Records shown START

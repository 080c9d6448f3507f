//! 部署触发 API
//!
//! 包含 webhook 入口（路径可配置）和 /deployments/recent 端点

use axum::{
    extract::{Query, State},
    routing::{get, post},
    Json, Router,
};
use serde::{Deserialize, Serialize};
use std::sync::Arc;
use tracing::{error, info, warn};

use crate::domain::deploy::{DeploymentOutcome, DeploymentRecord, StepResult};
use crate::error::{ApiError, ApiResult};
use crate::middleware::SignedRequest;
use crate::services;
use crate::services::filter::{self, FilterDecision, IgnoreReason};
use crate::state::AppState;

/// 触发响应（部署成功或被忽略）
#[derive(Debug, Serialize)]
pub struct TriggerResponse {
    pub triggered: bool,
    #[serde(skip_serializing_if = "Option::is_none")]
    pub reason: Option<IgnoreReason>,
    #[serde(skip_serializing_if = "Option::is_none")]
    pub reference: Option<String>,
    #[serde(skip_serializing_if = "Option::is_none")]
    pub deployment_id: Option<String>,
    #[serde(skip_serializing_if = "Vec::is_empty")]
    pub steps: Vec<StepResult>,
}

impl TriggerResponse {
    fn ignored(reason: IgnoreReason, reference: Option<String>) -> Self {
        Self {
            triggered: false,
            reason: Some(reason),
            reference,
            deployment_id: None,
            steps: Vec::new(),
        }
    }

    fn deployed(outcome: DeploymentOutcome) -> Self {
        Self {
            triggered: true,
            reason: None,
            reference: None,
            deployment_id: Some(outcome.deployment_id),
            steps: outcome.steps,
        }
    }
}

/// 部署历史查询参数
#[derive(Debug, Deserialize)]
pub struct HistoryQuery {
    /// 返回数量限制，默认 20
    #[serde(default = "default_limit")]
    pub limit: usize,
}

fn default_limit() -> usize {
    20
}

/// 部署历史响应
#[derive(Debug, Serialize)]
pub struct HistoryResponse {
    pub deployments: Vec<DeploymentRecord>,
    pub total: usize,
}

/// 创建部署路由
pub fn router(webhook_path: &str) -> Router<Arc<AppState>> {
    Router::new()
        .route(webhook_path, post(receive_webhook))
        .route("/deployments/recent", get(recent_deployments))
}

/// 接收推送 webhook
///
/// POST <webhook_path>
/// 签名校验 → 事件过滤 → 获取部署锁 → 执行流水线
///
/// 流水线在独立任务中运行并持有部署锁：客户端断开不会中断部署，
/// 任务 panic 时锁也会随之释放
async fn receive_webhook(
    State(state): State<Arc<AppState>>,
    signed: SignedRequest,
) -> ApiResult<Json<TriggerResponse>> {
    let decision = filter::evaluate(signed.body, signed.headers, &state.config.target_ref)
        .map_err(|e| {
            warn!(error = %e, "Rejected webhook payload");
            ApiError::from(e)
        })?;

    let event = match decision {
        FilterDecision::Deploy(event) => event,
        FilterDecision::Ignore { reason, reference } => {
            info!(
                reason = reason.as_str(),
                reference = ?reference,
                target_ref = %state.config.target_ref,
                "Webhook ignored"
            );
            return Ok(Json(TriggerResponse::ignored(reason, reference)));
        }
    };

    let deployment_id = uuid::Uuid::new_v4().to_string();
    let Some(guard) = state.deploy_lock.try_acquire(&deployment_id, &event.reference) else {
        let running = state
            .deploy_lock
            .current()
            .map(|d| d.deployment_id)
            .unwrap_or_default();
        warn!(
            running_deployment = %running,
            reference = %event.reference,
            "Rejected trigger: deployment already in progress"
        );
        return Err(ApiError::in_progress(format!(
            "Deployment {} is already running; retry later",
            running
        )));
    };

    let task = tokio::spawn(services::deploy::execute(state.clone(), event, guard));
    let outcome = task.await.map_err(|e| {
        error!(deployment_id = %deployment_id, error = %e, "Deployment task aborted unexpectedly");
        ApiError::internal("Deployment task aborted unexpectedly")
    })?;

    if outcome.is_success() {
        Ok(Json(TriggerResponse::deployed(outcome)))
    } else {
        Err(ApiError::StepFailed(Box::new(outcome)))
    }
}

/// 获取最近的部署记录
///
/// GET /deployments/recent
/// 无需认证（记录中不包含 stderr）
async fn recent_deployments(
    State(state): State<Arc<AppState>>,
    Query(query): Query<HistoryQuery>,
) -> Json<HistoryResponse> {
    let deployments = state.history.recent(query.limit).await;
    let total = deployments.len();
    Json(HistoryResponse { deployments, total })
}
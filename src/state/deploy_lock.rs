//! 部署锁
//!
//! 进程级互斥：同一时刻最多只有一个部署在执行。
//! 获取是非阻塞的；`DeployGuard` 被 drop 时释放（包括 panic 和超时路径）。

use chrono::{DateTime, Utc};
use std::sync::{Arc, Mutex, MutexGuard};

/// 当前持有锁的部署信息
#[derive(Clone, Debug)]
pub struct ActiveDeploy {
    pub deployment_id: String,
    pub reference: String,
    pub started_at: DateTime<Utc>,
}

/// 部署锁
#[derive(Clone, Debug, Default)]
pub struct DeployLock {
    active: Arc<Mutex<Option<ActiveDeploy>>>,
}

/// 部署锁的持有凭证
#[derive(Debug)]
pub struct DeployGuard {
    active: Arc<Mutex<Option<ActiveDeploy>>>,
    info: ActiveDeploy,
}

impl DeployLock {
    pub fn new() -> Self {
        Self::default()
    }

    /// 尝试获取锁，已被持有时立即返回 None
    pub fn try_acquire(&self, deployment_id: &str, reference: &str) -> Option<DeployGuard> {
        let mut slot = lock_slot(&self.active);
        if slot.is_some() {
            return None;
        }
        let info = ActiveDeploy {
            deployment_id: deployment_id.to_string(),
            reference: reference.to_string(),
            started_at: Utc::now(),
        };
        *slot = Some(info.clone());
        Some(DeployGuard {
            active: self.active.clone(),
            info,
        })
    }

    /// 是否有部署正在进行
    pub fn is_held(&self) -> bool {
        lock_slot(&self.active).is_some()
    }

    /// 当前部署信息
    pub fn current(&self) -> Option<ActiveDeploy> {
        lock_slot(&self.active).clone()
    }
}

impl DeployGuard {
    pub fn info(&self) -> &ActiveDeploy {
        &self.info
    }
}

impl Drop for DeployGuard {
    fn drop(&mut self) {
        *lock_slot(&self.active) = None;
        tracing::debug!(deployment_id = %self.info.deployment_id, "Deploy lock released");
    }
}

/// 临界区内不会 panic，锁中毒时直接取回内部数据
fn lock_slot(active: &Mutex<Option<ActiveDeploy>>) -> MutexGuard<'_, Option<ActiveDeploy>> {
    active.lock().unwrap_or_else(|poisoned| poisoned.into_inner())
}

Records shown END

Problem statement - Filter the entries above and copy only the lines that hold "usize".

Answer to the problem -
    pub limit: usize,
fn default_limit() -> usize {
    pub total: usize,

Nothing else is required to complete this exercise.